以前は爪やすり派だった私ですが、SUWADAのつめ切りを知ってからは、爪はSUWADAのつめ切りで切ったのちにやすりで整える派に変わりました。パチン、パチンと切る爪切りのイメージとは違い、スパッと衝撃の少ない抜群の切れ味。二枚爪になることもなく、握りのフィット感も良くて使いやすいのです。
そして見て欲しいのが刃合わせの部分。すでに1年半ほど使ったものですが、この刃先に職人技が集結している気がします。
ものづくりに溢れる県央地域
新潟県の中央部にある燕三条地域は、今や世界に誇る金物や洋食器のまち、ものづくりの街として知られています。そのルーツともなったのが、江戸時代に生産の始まった和釘の存在です。
江戸時代の頃の信濃川は豊かな恵みを与える反面、数年に一度の頻度で氾濫し、その度に流域に水害をもたらす存在でした。水に浸かってしまった土地では農業にならず、農民救済のために始まったのが和釘づくりでした。災害も多かった時代、復興のために和釘は需要も多く、次第に燕三条は全国一の和釘産地となって行きます。

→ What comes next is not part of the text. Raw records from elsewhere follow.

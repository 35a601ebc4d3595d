//! Rendering module for converting scanned notes to output formats.

pub mod highlight;
mod html;
mod inline;
mod json;
mod options;
mod result;
mod text;
pub mod visitor;

pub use highlight::{resolve_language, Highlighter};
pub use html::{to_html, to_html_with_stats, HtmlRenderer};
pub use inline::{format_inline, InlineFormatter, InlineOptions};
pub use json::{to_json, JsonFormat};
pub use options::{RenderOptions, DEFAULT_MAX_QUOTE_DEPTH};
pub use result::{RenderResult, RenderStats};
pub use text::to_text;
pub use visitor::{CompositeVisitor, DefaultVisitor, SectionVisitor, VisitorAction};
//! Nested list tree builder.
//!
//! Takes the raw lines of one list run, as collected by the scanner, and
//! nests them by indentation. One pass, no lookahead: a stack holds the path
//! from the root to the last item, and each new line pops everything at the
//! same depth or deeper before it is pushed.

use once_cell::sync::Lazy;
use regex::Regex;

use crate::model::{ListItem, ListKind};

static ORDERED_MARKER: Lazy<Regex> = Lazy::new(|| Regex::new(r"^\d+\.").unwrap());
static BULLET_PREFIX: Lazy<Regex> = Lazy::new(|| Regex::new(r"^[-*+]\s*").unwrap());
static NUMBER_PREFIX: Lazy<Regex> = Lazy::new(|| Regex::new(r"^\d+\.\s*").unwrap());

/// Indentation depth of a raw line: leading whitespace characters / 2.
pub fn indent_level(line: &str) -> usize {
    line.chars().take_while(|c| c.is_whitespace()).count() / 2
}

/// Kind of the outermost list, decided by the first line alone.
pub fn list_kind<S: AsRef<str>>(lines: &[S]) -> ListKind {
    match lines.first() {
        Some(first) if ORDERED_MARKER.is_match(first.as_ref().trim()) => ListKind::Ordered,
        _ => ListKind::Unordered,
    }
}

/// Build the item tree for a run of raw list lines.
///
/// Every line becomes exactly one item; an item is attached under the
/// nearest preceding item that is strictly shallower, or at the root when
/// there is none. Inconsistent indentation never drops a line.
pub fn build_tree<S: AsRef<str>>(lines: &[S]) -> Vec<ListItem> {
    let mut roots: Vec<ListItem> = Vec::new();
    let mut stack: Vec<ListItem> = Vec::new();

    for line in lines {
        let item = parse_item(line.as_ref());

        while stack
            .last()
            .is_some_and(|top| top.indent_level >= item.indent_level)
        {
            if let Some(done) = stack.pop() {
                attach(&mut stack, &mut roots, done);
            }
        }
        stack.push(item);
    }

    while let Some(done) = stack.pop() {
        attach(&mut stack, &mut roots, done);
    }

    log::trace!(
        "built list tree: {} lines, {} root items",
        lines.len(),
        roots.len()
    );
    roots
}

/// Turn one raw line into a childless item.
fn parse_item(line: &str) -> ListItem {
    let trimmed = line.trim();
    let kind = if ORDERED_MARKER.is_match(trimmed) {
        ListKind::Ordered
    } else {
        ListKind::Unordered
    };

    let without_bullet = BULLET_PREFIX.replace(trimmed, "");
    let content = NUMBER_PREFIX.replace(&without_bullet, "");

    ListItem::new(content, indent_level(line), kind)
}

fn attach(stack: &mut [ListItem], roots: &mut Vec<ListItem>, item: ListItem) {
    match stack.last_mut() {
        Some(parent) => parent.add_child(item),
        None => roots.push(item),
    }
}
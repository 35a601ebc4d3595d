//! Parsing options and configuration.

/// Options for loading and scanning notes.
#[derive(Debug, Clone)]
pub struct ParseOptions {
    /// How to treat input bytes that are not valid UTF-8
    pub error_mode: ErrorMode,

    /// Turn literal `\n`, `\r\n` and `\r` escape sequences into newlines
    pub unescape_newlines: bool,

    /// Convert CRLF line endings to LF before scanning
    pub normalize_line_endings: bool,

    /// Whether batch parsing uses the rayon thread pool
    pub parallel: bool,
}

impl ParseOptions {
    /// Create new parse options with defaults.
    pub fn new() -> Self {
        Self::default()
    }

    /// Set error mode.
    pub fn with_error_mode(mut self, mode: ErrorMode) -> Self {
        self.error_mode = mode;
        self
    }

    /// Enable lenient mode (decode invalid UTF-8 lossily).
    pub fn lenient(mut self) -> Self {
        self.error_mode = ErrorMode::Lenient;
        self
    }

    /// Enable or disable unescaping of literal newline sequences.
    pub fn with_unescape_newlines(mut self, unescape: bool) -> Self {
        self.unescape_newlines = unescape;
        self
    }

    /// Enable or disable CRLF normalization.
    pub fn with_normalize_line_endings(mut self, normalize: bool) -> Self {
        self.normalize_line_endings = normalize;
        self
    }

    /// Enable or disable parallel batch parsing.
    pub fn with_parallel(mut self, parallel: bool) -> Self {
        self.parallel = parallel;
        self
    }

    /// Disable parallel batch parsing.
    pub fn sequential(mut self) -> Self {
        self.parallel = false;
        self
    }
}

impl Default for ParseOptions {
    fn default() -> Self {
        Self {
            error_mode: ErrorMode::Strict,
            unescape_newlines: false,
            normalize_line_endings: true,
            parallel: true,
        }
    }
}

/// Error handling mode for byte input.
#[derive(Debug, Clone, Copy, PartialEq, Eq, Default)]
pub enum ErrorMode {
    /// Reject input that is not valid UTF-8
    #[default]
    Strict,
    /// Replace invalid sequences with U+FFFD and continue
    Lenient,
}
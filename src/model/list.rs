//! List item tree.

use super::ListKind;
use serde::{Deserialize, Serialize};

/// A node in a nested list.
#[derive(Debug, Clone, PartialEq, Eq, Serialize, Deserialize)]
#[serde(rename_all = "camelCase")]
pub struct ListItem {
    /// Item text with its bullet or number marker removed
    pub content: String,

    /// Leading whitespace of the source line divided by two
    pub indent_level: usize,

    /// Whether this item was written with a number marker
    pub kind: ListKind,

    /// Nested items, in source order
    #[serde(default)]
    pub children: Vec<ListItem>,
}

impl ListItem {
    /// Create a leaf item.
    pub fn new(content: impl Into<String>, indent_level: usize, kind: ListKind) -> Self {
        Self {
            content: content.into(),
            indent_level,
            kind,
            children: Vec::new(),
        }
    }

    /// Add a child item.
    pub fn add_child(&mut self, child: ListItem) {
        self.children.push(child);
    }

    /// Check if this item has nested items.
    pub fn has_children(&self) -> bool {
        !self.children.is_empty()
    }

    /// Count this item and all of its descendants.
    pub fn total_items(&self) -> usize {
        1 + count_items(&self.children)
    }
}

/// Count every item in a forest, nested ones included.
pub fn count_items(items: &[ListItem]) -> usize {
    items.iter().map(ListItem::total_items).sum()
}

#[cfg(test)]
mod tests {
    use super::*;

    #[test]
    fn test_total_items() {
        let mut root = ListItem::new("a", 0, ListKind::Unordered);
        let mut child = ListItem::new("b", 1, ListKind::Ordered);
        child.add_child(ListItem::new("c", 2, ListKind::Unordered));
        root.add_child(child);

        assert!(root.has_children());
        assert_eq!(root.total_items(), 3);
        assert_eq!(count_items(&[root, ListItem::new("d", 0, ListKind::Unordered)]), 4);
    }

    #[test]
    fn test_deserialize_without_children() {
        let item: ListItem =
            serde_json::from_str(r#"{"content":"x","indentLevel":0,"kind":"unordered"}"#).unwrap();
        assert!(item.children.is_empty());
    }
}
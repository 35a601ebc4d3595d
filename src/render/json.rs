//! JSON rendering: the section array in its wire format.

use crate::error::Result;
use crate::model::Document;

/// JSON output format.
#[derive(Debug, Clone, Copy, PartialEq, Eq, Default)]
pub enum JsonFormat {
    /// Pretty-printed JSON with indentation
    #[default]
    Pretty,
    /// Compact JSON without extra whitespace
    Compact,
}

/// Convert a document to a JSON array of sections.
pub fn to_json(doc: &Document, format: JsonFormat) -> Result<String> {
    let json = match format {
        JsonFormat::Pretty => serde_json::to_string_pretty(doc)?,
        JsonFormat::Compact => serde_json::to_string(doc)?,
    };
    Ok(json)
}

#[cfg(test)]
mod tests {
    use super::*;
    use crate::parser::scan;

    #[test]
    fn test_to_json_pretty() {
        let doc = Document::from_sections(scan("# Test\n```Rust\nfn x() {}\n```"));
        let json = to_json(&doc, JsonFormat::Pretty).unwrap();
        assert!(json.contains("\"kind\": \"title\""));
        assert!(json.contains("\"language\": \"rust\""));
        assert!(json.contains('\n'));
    }

    #[test]
    fn test_to_json_compact() {
        let doc = Document::from_sections(scan("- a\n  - b"));
        let json = to_json(&doc, JsonFormat::Compact).unwrap();
        assert_eq!(
            json,
            r#"[{"kind":"list","content":"- a\n  - b","listKind":"unordered","listItems":[{"content":"a","indentLevel":0,"kind":"unordered","children":[{"content":"b","indentLevel":1,"kind":"unordered","children":[]}]}]}]"#
        );
    }

    #[test]
    fn test_round_trip_through_json() {
        let doc = Document::from_sections(scan("## Sub\n> q\n---"));
        let json = to_json(&doc, JsonFormat::Compact).unwrap();
        let back: Document = serde_json::from_str(&json).unwrap();
        assert_eq!(back, doc);
    }
}
fn emit(output: Option<&Path>, content: &str) -> CliResult {
    if let Some(path) = output {
        fs::write(path, content)?;
        println!("{} {}", "Saved to".green(), path.display());
    } else {
        println!("{}", content);
    }
    Ok(())
}

fn cmd_html(
    input: &Path,
    output: Option<&Path>,
    source: SourceArgs,
    options: &RenderOptions,
    standalone: bool,
) -> CliResult {
    let doc = parse_file_with_options(input, source.into())?;
    let mut html = render::to_html(&doc, options)?;

    if standalone {
        html = standalone_page(&page_title(input, &doc), &html);
    }

    emit(output, &html)
}

fn cmd_text(input: &Path, output: Option<&Path>, source: SourceArgs) -> CliResult {
    let doc = parse_file_with_options(input, source.into())?;
    let text = render::to_text(&doc, &RenderOptions::default())?;
    emit(output, &text)
}

fn cmd_json(input: &Path, output: Option<&Path>, compact: bool, source: SourceArgs) -> CliResult {
    let doc = parse_file_with_options(input, source.into())?;

    let format = if compact {
        JsonFormat::Compact
    } else {
        JsonFormat::Pretty
    };

    let json = render::to_json(&doc, format)?;
    emit(output, &json)
}

fn cmd_sections(input: &Path, source: SourceArgs) -> CliResult {
    let doc = parse_file_with_options(input, source.into())?;

    for (i, section) in doc.iter().enumerate() {
        let level = section
            .level()
            .map(|level| format!(" h{}", level))
            .unwrap_or_default();
        println!(
            "{:>4}  {}{}  {}",
            (i + 1).to_string().dimmed(),
            section.kind().as_str().cyan(),
            level.cyan(),
            preview(section.content(), 60)
        );
    }

    Ok(())
}

fn cmd_info(input: &Path, json: bool, source: SourceArgs) -> CliResult {
    let doc = parse_file_with_options(input, source.into())?;
    let result = render::to_html_with_stats(&doc, &RenderOptions::new().with_highlight(false))?;
    let stats = result.stats;

    if json {
        println!("{}", serde_json::to_string_pretty(&stats)?);
        return Ok(());
    }

    println!("{}", "Note Information".cyan().bold());
    println!("{}", "─".repeat(40).dimmed());

    println!("{}: {}", "File".bold(), input.display());
    println!("{}: {}", "Sections".bold(), doc.len());
    print_stats(&stats);

    let outline = doc.outline();
    if !outline.is_empty() {
        println!();
        println!("{}", "Outline".cyan().bold());
        println!("{}", "─".repeat(40).dimmed());
        for item in &outline.items {
            print_outline_item(item, 0);
        }
    }

    Ok(())
}
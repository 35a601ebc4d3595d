//! C-ABI FFI bindings for cross-language integration.
//!
//! Every function takes Markdown text as a null-terminated UTF-8 string.
//! Null or non-UTF-8 input produces an error result, never a panic.

use std::ffi::{c_char, CStr, CString};
use std::ptr;

use crate::render::{self, JsonFormat, RenderOptions};
use crate::{parse, Document};

/// Result structure returned by FFI functions.
#[repr(C)]
pub struct NotedownResult {
    /// Whether the operation succeeded.
    pub success: bool,
    /// The result data (null if failed). Must be freed with `notedown_free_result`.
    pub data: *mut c_char,
    /// Error message (null if succeeded). Must be freed with `notedown_free_result`.
    pub error: *mut c_char,
}

impl NotedownResult {
    fn success(data: String) -> Self {
        Self {
            success: true,
            data: CString::new(data).unwrap_or_default().into_raw(),
            error: ptr::null_mut(),
        }
    }

    fn error(message: String) -> Self {
        Self {
            success: false,
            data: ptr::null_mut(),
            error: CString::new(message).unwrap_or_default().into_raw(),
        }
    }

    fn from_result(result: crate::Result<String>) -> Self {
        match result {
            Ok(data) => Self::success(data),
            Err(e) => Self::error(e.to_string()),
        }
    }
}

/// Options for HTML conversion via FFI.
#[repr(C)]
pub struct NotedownOptions {
    /// Syntax-highlight code blocks.
    pub highlight: bool,
    /// Render `$x$` as math spans.
    pub math: bool,
    /// Escape raw HTML in text.
    pub escape_html: bool,
    /// Wrap output in `<div class="markdown-renderer">`.
    pub wrap_document: bool,
}

impl Default for NotedownOptions {
    fn default() -> Self {
        Self {
            highlight: true,
            math: false,
            escape_html: false,
            wrap_document: true,
        }
    }
}

impl From<&NotedownOptions> for RenderOptions {
    fn from(options: &NotedownOptions) -> Self {
        RenderOptions::new()
            .with_highlight(options.highlight)
            .with_math(options.math)
            .with_escape_html(options.escape_html)
            .with_wrapper(options.wrap_document)
    }
}

/// Decode a C string argument, or describe why it is not text.
unsafe fn read_markdown<'a>(markdown: *const c_char) -> Result<&'a str, String> {
    if markdown.is_null() {
        return Err("markdown cannot be null".to_string());
    }
    CStr::from_ptr(markdown)
        .to_str()
        .map_err(|e| crate::Error::from(e).to_string())
}

unsafe fn with_document<F>(markdown: *const c_char, convert: F) -> NotedownResult
where
    F: FnOnce(&Document) -> crate::Result<String>,
{
    match read_markdown(markdown) {
        Ok(text) => NotedownResult::from_result(convert(&parse(text))),
        Err(message) => NotedownResult::error(message),
    }
}

/// Convert Markdown to HTML.
///
/// # Safety
///
/// `markdown` must be null or a valid null-terminated string.
/// The returned result must be freed with `notedown_free_result`.
#[no_mangle]
pub unsafe extern "C" fn notedown_to_html(markdown: *const c_char) -> NotedownResult {
    with_document(markdown, |doc| {
        render::to_html(doc, &RenderOptions::default())
    })
}

/// Convert Markdown to HTML with options.
///
/// # Safety
///
/// `markdown` must be null or a valid null-terminated string; `options` may
/// be null for defaults. The returned result must be freed with
/// `notedown_free_result`.
#[no_mangle]
pub unsafe extern "C" fn notedown_to_html_with_options(
    markdown: *const c_char,
    options: *const NotedownOptions,
) -> NotedownResult {
    let render_options = if options.is_null() {
        RenderOptions::from(&NotedownOptions::default())
    } else {
        RenderOptions::from(&*options)
    };
    with_document(markdown, |doc| render::to_html(doc, &render_options))
}

/// Convert Markdown to plain text.
///
/// # Safety
///
/// `markdown` must be null or a valid null-terminated string.
/// The returned result must be freed with `notedown_free_result`.
#[no_mangle]
pub unsafe extern "C" fn notedown_to_text(markdown: *const c_char) -> NotedownResult {
    with_document(markdown, |doc| {
        render::to_text(doc, &RenderOptions::default())
    })
}

/// Convert Markdown to its JSON section array.
///
/// # Safety
///
/// `markdown` must be null or a valid null-terminated string.
/// The returned result must be freed with `notedown_free_result`.
#[no_mangle]
pub unsafe extern "C" fn notedown_to_json(markdown: *const c_char, pretty: bool) -> NotedownResult {
    let format = if pretty {
        JsonFormat::Pretty
    } else {
        JsonFormat::Compact
    };
    with_document(markdown, |doc| render::to_json(doc, format))
}

/// Count the top-level sections of a note.
///
/// # Safety
///
/// `markdown` must be null or a valid null-terminated string.
/// Returns -1 on invalid input.
#[no_mangle]
pub unsafe extern "C" fn notedown_section_count(markdown: *const c_char) -> i32 {
    match read_markdown(markdown) {
        Ok(text) => i32::try_from(parse(text).len()).unwrap_or(i32::MAX),
        Err(_) => -1,
    }
}

/// Free a result returned by any notedown function.
///
/// # Safety
///
/// The `result` must have been returned by a notedown function.
/// This function should only be called once per result.
#[no_mangle]
pub unsafe extern "C" fn notedown_free_result(result: NotedownResult) {
    if !result.data.is_null() {
        drop(CString::from_raw(result.data));
    }
    if !result.error.is_null() {
        drop(CString::from_raw(result.error));
    }
}

/// Free a string allocated by notedown.
///
/// # Safety
///
/// The `ptr` must have been allocated by notedown.
/// This function should only be called once per pointer.
#[no_mangle]
pub unsafe extern "C" fn notedown_free_string(ptr: *mut c_char) {
    if !ptr.is_null() {
        drop(CString::from_raw(ptr));
    }
}

/// Get the version of the notedown library.
///
/// The returned string is statically allocated and should not be freed.
#[no_mangle]
pub extern "C" fn notedown_version() -> *const c_char {
    static VERSION: &[u8] = concat!(env!("CARGO_PKG_VERSION"), "\0").as_bytes();
    VERSION.as_ptr() as *const c_char
}

#[cfg(test)]
mod tests {
    use super::*;

    fn data(result: &NotedownResult) -> String {
        unsafe { CStr::from_ptr(result.data).to_string_lossy().into_owned() }
    }

    #[test]
    fn test_version() {
        let version = unsafe { CStr::from_ptr(notedown_version()) };
        assert_eq!(version.to_str().unwrap(), env!("CARGO_PKG_VERSION"));
    }

    #[test]
    fn test_null_markdown() {
        unsafe {
            let result = notedown_to_html(ptr::null());
            assert!(!result.success);
            assert!(result.data.is_null());
            assert!(!result.error.is_null());
            notedown_free_result(result);
        }
    }

    #[test]
    fn test_invalid_utf8() {
        let bytes = [b'#', b' ', 0xFF, 0];
        unsafe {
            let ptr = bytes.as_ptr() as *const c_char;
            assert_eq!(notedown_section_count(ptr), -1);
            let result = notedown_to_text(ptr);
            assert!(!result.success);
            notedown_free_result(result);
        }
    }

    #[test]
    fn test_section_count() {
        let markdown = CString::new("# T\ntext\n---").unwrap();
        unsafe {
            assert_eq!(notedown_section_count(markdown.as_ptr()), 3);
            assert_eq!(notedown_section_count(ptr::null()), -1);
        }
    }

    #[test]
    fn test_to_html_with_options() {
        let markdown = CString::new("$x$").unwrap();
        let options = NotedownOptions {
            math: true,
            wrap_document: false,
            ..Default::default()
        };
        unsafe {
            let result = notedown_to_html_with_options(markdown.as_ptr(), &options);
            assert!(result.success);
            assert_eq!(data(&result), "<p><span class=\"math\">x</span></p>\n");
            notedown_free_result(result);
        }
    }

    #[test]
    fn test_to_json_compact() {
        let markdown = CString::new("text").unwrap();
        unsafe {
            let result = notedown_to_json(markdown.as_ptr(), false);
            assert_eq!(data(&result), r#"[{"kind":"text","content":"text"}]"#);
            notedown_free_result(result);
        }
    }
}
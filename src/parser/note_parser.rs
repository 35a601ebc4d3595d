//! Note loader: turns files, bytes or strings into scanned documents.

use std::borrow::Cow;
use std::io::Read;
use std::path::{Path, PathBuf};

use rayon::prelude::*;

use crate::error::Result;
use crate::model::Document;

use super::options::{ErrorMode, ParseOptions};
use super::scanner::scan;

const BOM: char = '\u{FEFF}';

/// Markdown note parser.
///
/// Holds the decoded source text; [`NoteParser::parse`] runs the block
/// scanner over it.
#[derive(Debug, Clone)]
pub struct NoteParser {
    source: String,
    options: ParseOptions,
}

impl NoteParser {
    /// Open a note file.
    pub fn open<P: AsRef<Path>>(path: P) -> Result<Self> {
        Self::open_with_options(path, ParseOptions::default())
    }

    /// Open a note file with custom options.
    pub fn open_with_options<P: AsRef<Path>>(path: P, options: ParseOptions) -> Result<Self> {
        let path = path.as_ref();
        log::debug!("reading note {}", path.display());
        let data = std::fs::read(path)?;
        Self::from_bytes_with_options(&data, options)
    }

    /// Load a note from bytes.
    pub fn from_bytes(data: &[u8]) -> Result<Self> {
        Self::from_bytes_with_options(data, ParseOptions::default())
    }

    /// Load a note from bytes with custom options.
    pub fn from_bytes_with_options(data: &[u8], options: ParseOptions) -> Result<Self> {
        let text = match options.error_mode {
            ErrorMode::Strict => Cow::Borrowed(std::str::from_utf8(data)?),
            ErrorMode::Lenient => {
                let text = String::from_utf8_lossy(data);
                if let Cow::Owned(_) = text {
                    log::warn!("input contained invalid UTF-8, replaced with U+FFFD");
                }
                text
            }
        };
        Ok(Self::from_str_with_options(&text, options))
    }

    /// Load a note from a reader.
    pub fn from_reader<R: Read>(reader: R) -> Result<Self> {
        Self::from_reader_with_options(reader, ParseOptions::default())
    }

    /// Load a note from a reader with custom options.
    pub fn from_reader_with_options<R: Read>(mut reader: R, options: ParseOptions) -> Result<Self> {
        let mut data = Vec::new();
        reader.read_to_end(&mut data)?;
        Self::from_bytes_with_options(&data, options)
    }

    /// Load a note from text that is already decoded.
    pub fn from_text(text: &str) -> Self {
        Self::from_str_with_options(text, ParseOptions::default())
    }

    /// Load a note from decoded text with custom options.
    pub fn from_str_with_options(text: &str, options: ParseOptions) -> Self {
        let source = prepare(text, &options).into_owned();
        Self { source, options }
    }

    /// The text the scanner will see, after preprocessing.
    pub fn source(&self) -> &str {
        &self.source
    }

    /// The options this parser was created with.
    pub fn options(&self) -> &ParseOptions {
        &self.options
    }

    /// Scan the note into a document.
    pub fn parse(&self) -> Document {
        Document::from_sections(scan(&self.source))
    }
}

/// Apply the text preprocessing selected in `options`.
pub(crate) fn prepare<'a>(text: &'a str, options: &ParseOptions) -> Cow<'a, str> {
    let mut text = Cow::Borrowed(text.strip_prefix(BOM).unwrap_or(text));

    if options.unescape_newlines {
        text = Cow::Owned(unescape_newlines(&text));
    }
    if options.normalize_line_endings && text.contains("\r\n") {
        text = Cow::Owned(text.replace("\r\n", "\n"));
    }
    text
}

/// Replace literal `\r\n`, `\n` and `\r` escape sequences with newlines.
pub fn unescape_newlines(text: &str) -> String {
    text.replace("\\r\\n", "\n")
        .replace("\\n", "\n")
        .replace("\\r", "\n")
}

/// Parse many in-memory notes, in parallel when `options.parallel` is set.
///
/// Results keep the order of `texts`.
pub fn parse_many<S>(texts: &[S], options: &ParseOptions) -> Vec<Document>
where
    S: AsRef<str> + Sync,
{
    let parse_one = |text: &S| {
        NoteParser::from_str_with_options(text.as_ref(), options.clone()).parse()
    };

    if options.parallel {
        texts.par_iter().map(parse_one).collect()
    } else {
        texts.iter().map(parse_one).collect()
    }
}

/// Parse many note files, in parallel when `options.parallel` is set.
///
/// One unreadable file does not stop the others; each path gets its own
/// result, in input order.
pub fn parse_files<P>(paths: &[P], options: &ParseOptions) -> Vec<(PathBuf, Result<Document>)>
where
    P: AsRef<Path> + Sync,
{
    let parse_one = |path: &P| {
        let path = path.as_ref();
        let result =
            NoteParser::open_with_options(path, options.clone()).map(|parser| parser.parse());
        (path.to_path_buf(), result)
    };

    if options.parallel {
        paths.par_iter().map(parse_one).collect()
    } else {
        paths.iter().map(parse_one).collect()
    }
}

/// Read and parse a note file without blocking the async runtime.
#[cfg(feature = "async")]
pub async fn parse_file_async<P: AsRef<Path>>(path: P, options: ParseOptions) -> Result<Document> {
    let data = tokio::fs::read(path.as_ref()).await?;
    let parser = NoteParser::from_bytes_with_options(&data, options)?;
    Ok(parser.parse())
}
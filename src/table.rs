use crate::shape::{Segment, Shape};
use indexmap::IndexMap;
use log::trace;
use serde::Serialize;
use std::collections::HashSet;
use std::fmt;

/// Root names that a template actually reads.
pub type ReferencedSet = HashSet<String>;

/// Safe merge policy: a composite discovered later replaces a bare scalar
/// guess, nothing else replaces anything.
pub fn should_replace(existing: &Shape, incoming: &Shape) -> bool {
    existing.is_scalar() && incoming.is_composite()
}

/// Inferred shape per root variable, in first-seen order.
#[derive(Debug, Clone, Default, PartialEq, Serialize)]
#[serde(transparent)]
pub struct VariableTable {
    entries: IndexMap<String, Shape>,
}

impl fmt::Display for VariableTable {
    fn fmt(&self, f: &mut fmt::Formatter<'_>) -> fmt::Result {
        let text = serde_json::to_string(self).map_err(|_| fmt::Error)?;
        f.write_str(&text)
    }
}

impl VariableTable {
    pub fn new() -> Self {
        Self::default()
    }

    pub fn get(&self, name: &str) -> Option<&Shape> {
        self.entries.get(name)
    }

    pub(crate) fn get_mut(&mut self, name: &str) -> Option<&mut Shape> {
        self.entries.get_mut(name)
    }

    pub fn contains(&self, name: &str) -> bool {
        self.entries.contains_key(name)
    }

    pub fn len(&self) -> usize {
        self.entries.len()
    }

    pub fn is_empty(&self) -> bool {
        self.entries.is_empty()
    }

    pub fn names(&self) -> impl Iterator<Item = &str> {
        self.entries.keys().map(String::as_str)
    }

    pub fn iter(&self) -> impl Iterator<Item = (&str, &Shape)> {
        self.entries.iter().map(|(k, v)| (k.as_str(), v))
    }

    pub fn into_inner(self) -> IndexMap<String, Shape> {
        self.entries
    }

    pub(crate) fn insert(&mut self, name: &str, shape: Shape) {
        self.entries.insert(name.to_string(), shape);
    }

    /// Record `shape` for `name`. An unseen name is always recorded; with
    /// `allow_override` an existing entry is replaced only when
    /// [`should_replace`] agrees.
    pub fn record(&mut self, name: &str, shape: Shape, allow_override: bool) {
        match self.entries.get_mut(name) {
            None => {
                trace!("{}: recorded {}", name, shape);
                self.entries.insert(name.to_string(), shape);
            }
            Some(existing) if allow_override && should_replace(existing, &shape) => {
                trace!("{}: {} replaced by {}", name, existing, shape);
                *existing = shape;
            }
            Some(existing) => {
                trace!("{}: kept {} over {}", name, existing, shape);
            }
        }
    }

    /// Write `leaf` at a full dotted path whose first segment is the root
    /// variable. See [`Shape::set_path`].
    pub fn set_path(&mut self, path: &[Segment], leaf: Shape) {
        let Some((Segment::Key(root), rest)) = path.split_first() else {
            return;
        };
        let slot = self
            .entries
            .entry(root.clone())
            .or_insert_with(|| Shape::slot_for(rest));
        slot.set_path(rest, leaf);
    }

    pub(crate) fn retain_referenced(&mut self, referenced: &ReferencedSet) {
        self.entries.retain(|name, _| referenced.contains(name));
    }

    pub fn to_json(&self) -> serde_json::Value {
        serde_json::Value::Object(self.to_json_map())
    }

    pub fn to_json_map(&self) -> serde_json::Map<String, serde_json::Value> {
        self.entries
            .iter()
            .map(|(k, v)| (k.clone(), serde_json::Value::from(v)))
            .collect()
    }
}

impl<'a> IntoIterator for &'a VariableTable {
    type Item = (&'a String, &'a Shape);
    type IntoIter = indexmap::map::Iter<'a, String, Shape>;

    fn into_iter(self) -> Self::IntoIter {
        self.entries.iter()
    }
}

/// Scratch state threaded through the passes of a single inference call.
#[derive(Debug, Default)]
pub struct Accumulator {
    pub table: VariableTable,
    pub referenced: ReferencedSet,
}

impl Accumulator {
    pub fn reference(&mut self, root: &str) {
        if !self.referenced.contains(root) {
            self.referenced.insert(root.to_string());
        }
    }

    /// Drop everything that was recorded but never read.
    pub fn finish(mut self) -> VariableTable {
        self.table.retain_referenced(&self.referenced);
        self.table
    }
}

その後、和釘制作で金槌を使うという技術を応用し、次第に神社金具などの銅細工へと変化して行きます。その技術から生まれたのが
鎚起銅器の技を習得したのちにスプーン工房を開いた燕市の山崎金属工業は、創設90周年の節目年だった1991年のノーベル賞晩餐会で、カトラリーを提供したことでも知られる世界的なメーカーです。
さらに、そんな金物や洋食器のまちだからこそ生まれたのが、何でも磨き上げてしまう磨きのプロ集団、磨き屋シンジケートの存在であったりします。
このように、古くからものづくりの文化が根付いている燕三条。毎年ものづくりのイベントが開催されたり、一般の人たちに製造現場を開放し、自由に見学したり制作体験ができるような工場(オープンファクトリー)もみられます。
この度お邪魔した諏訪田製作所も、そのうちの一社になります。
ニッパー型刃物をつくり続けてほぼ一世紀!三条市にある諏訪田製作所
お邪魔したのは、冒頭でご紹介したつめ切りの製造元であり、三条市に本社を構える(株)諏訪田製作所です。
諏訪田製作所の創業は大正15年(1926年)のこと。大正12年(1923年)9月に発生した関東大震災の復興時ということもあり、時代の需要に合わせて釘の頭を切るための「喰切」という道具を製造したのがそのはじまりです。以来、刃と刃を合わせて切る喰切型(ニッパー型)刃物の製造に特化し、以来95年にわたって伝統的な技術を受け継ぎつつ、さらにスタイリッシュで時代に沿う商品を生み出しています。
2020年夏に生まれ変わった諏訪田製作所の新社屋
正門からスロープを上がった先にあるのが、諏訪田製作所の新社屋「SUWADA OPEN FACTORY」です。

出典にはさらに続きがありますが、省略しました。